Sunday, March 6, 2022

The main causes the so objectionable risk-weighted bank capital requirements are not objected.

A brief summary:

No understanding about what immense hubris “experts” are capable of, like believing they can weigh bank capital requirements for perceived credit risks… and then mostly ignoring misperceived risks and unexpected events e.g., pandemic war.

No understanding of how allowing banks to leverage their capital differently with different assets, will make it easier/harder for banks to obtain the desired risk adjusted returns on equity; something which distorts the allocation of credit.

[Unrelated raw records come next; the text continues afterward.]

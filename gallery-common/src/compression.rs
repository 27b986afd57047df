use std::io::{self, Read};
use flate2::{Compression, write::GzEncoder, read::GzDecoder};

/// 魔数常量 - 用于标识快照文件格式
pub const MAGIC_BYTES: &'static [u8] = b"PZCMP"; // PromptZoo Compressed

/// 当前快照格式版本
pub const SNAPSHOT_VERSION: [u8; 2] = [1, 0];

/// 头部长度: 魔数 + 版本号 + 原始数据大小
const HEADER_LEN: usize = MAGIC_BYTES.len() + 2 + 4;

/// 将对象序列化为二进制格式
pub fn to_binary<T: serde::Serialize>(obj: &T) -> Result<Vec<u8>, io::Error> {
    bincode::serde::encode_to_vec(obj, bincode::config::standard())
        .map_err(|e| io::Error::new(io::ErrorKind::Other, format!("序列化失败: {}", e)))
}

/// 从二进制格式反序列化对象
pub fn from_binary<T: for<'a> serde::de::Deserialize<'a>>(data: &[u8]) -> Result<T, io::Error> {
    bincode::serde::decode_from_slice(data, bincode::config::standard())
        .map_err(|e| io::Error::new(io::ErrorKind::InvalidData, format!("反序列化失败: {}", e)))
        .map(|(value, _)| value)
}

/// 将对象序列化为压缩的二进制格式
pub fn to_compressed<T: serde::Serialize>(obj: &T, version: [u8; 2]) -> Result<Vec<u8>, io::Error> {
    let binary = to_binary(obj)?;

    let mut output = Vec::with_capacity(HEADER_LEN + binary.len() / 2);
    output.extend_from_slice(MAGIC_BYTES);
    output.extend_from_slice(&version);
    output.extend_from_slice(&(binary.len() as u32).to_le_bytes());

    let mut encoder = GzEncoder::new(Vec::new(), Compression::best());
    std::io::Write::write_all(&mut encoder, &binary)?;
    output.extend_from_slice(&encoder.finish()?);

    Ok(output)
}

/// 从压缩的二进制格式反序列化对象，使用当前版本作为最大版本
pub fn from_compressed<T: for<'a> serde::de::Deserialize<'a>>(data: &[u8]) -> Result<T, io::Error> {
    from_compressed_with_max_version(data, SNAPSHOT_VERSION[0])
}

/// 从压缩的二进制格式反序列化对象，允许指定支持的最大版本
pub fn from_compressed_with_max_version<T: for<'a> serde::de::Deserialize<'a>>(
    data: &[u8],
    max_version: u8,
) -> Result<T, io::Error> {
    let header = read_header(data, max_version)?;

    let mut decoder = GzDecoder::new(&data[HEADER_LEN..]);
    let mut decompressed = Vec::with_capacity(header.original_size);
    decoder.read_to_end(&mut decompressed)?;

    if decompressed.len() != header.original_size {
        return Err(io::Error::new(
            io::ErrorKind::InvalidData,
            format!("解压后数据大小不匹配: 期望 {} 字节, 实际 {} 字节",
                   header.original_size, decompressed.len())
        ));
    }

    from_binary(&decompressed)
}

/// 验证压缩数据头部是否有效，返回版本号
pub fn validate_compressed_data(data: &[u8]) -> Result<[u8; 2], io::Error> {
    read_header(data, SNAPSHOT_VERSION[0]).map(|h| h.version)
}

struct Header {
    version: [u8; 2],
    original_size: usize,
}

fn read_header(data: &[u8], max_version: u8) -> Result<Header, io::Error> {
    if data.len() < HEADER_LEN {
        return Err(io::Error::new(
            io::ErrorKind::InvalidData,
            format!("数据太短，无法解析: {} 字节", data.len())
        ));
    }

    if &data[0..MAGIC_BYTES.len()] != MAGIC_BYTES {
        return Err(io::Error::new(
            io::ErrorKind::InvalidData,
            "无效的文件格式：魔数不匹配"
        ));
    }

    let version_offset = MAGIC_BYTES.len();
    let version = [data[version_offset], data[version_offset + 1]];
    if version[0] > max_version {
        return Err(io::Error::new(
            io::ErrorKind::InvalidData,
            format!("不支持的版本: {}.{}", version[0], version[1])
        ));
    }

    let size_offset = version_offset + 2;
    let mut size_bytes = [0u8; 4];
    size_bytes.copy_from_slice(&data[size_offset..size_offset + 4]);

    Ok(Header {
        version,
        original_size: u32::from_le_bytes(size_bytes) as usize,
    })
}

#[cfg(test)]
mod tests {
    use super::*;

    #[test]
    fn test_rejects_foreign_magic() {
        let mut data = b"NECMP".to_vec();
        data.extend_from_slice(&[1, 0, 0, 0, 0, 0]);
        let err = validate_compressed_data(&data).unwrap_err();
        assert_eq!(err.kind(), io::ErrorKind::InvalidData);
    }

    #[test]
    fn test_rejects_newer_major_version() {
        let data = to_compressed(&vec![1u32, 2, 3], [SNAPSHOT_VERSION[0] + 1, 0]).unwrap();
        assert!(validate_compressed_data(&data).is_err());
        assert!(from_compressed::<Vec<u32>>(&data).is_err());
    }

    #[test]
    fn test_rejects_truncated_input() {
        assert!(validate_compressed_data(b"PZC").is_err());

        let mut data = to_compressed(&"payload".to_string(), SNAPSHOT_VERSION).unwrap();
        data.truncate(data.len() - 4);
        assert!(from_compressed::<String>(&data).is_err());
    }
}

No knowledge about conditional probabilities; which therefore helps to believe those excessive exposures that could become truly dangerous to bank systems, are built up with assets perceived as risky.


Consequentially:

No understanding of their pro-cyclicality. When risks are perceived low, credit ratings are high, banks can hold little capital, buy back stock, pay much dividends and bonuses, and so, when times worsen, or something unexpected like a pandemic or a war occurs, banks will stand there naked, precisely when it would be the hardest for them to raise new capital, precisely when we need them the most

No understanding of that since the capital requirements are lower for lending to the “safe” government than to the risky citizens, this implies bureaucrats/politicians know better what to do with (taxpayer’s) credit than e.g., small businesses and entrepreneurs. (Of course, they could also be agreeing with that for pure ideological considerations.)

No understanding of what capital requirements being lower for “safe” residential mortgages than for loans to risky small businesses and entrepreneurs, implies to the possibilities of generating the jobs/incomes needed to service mortgages and pay living costs.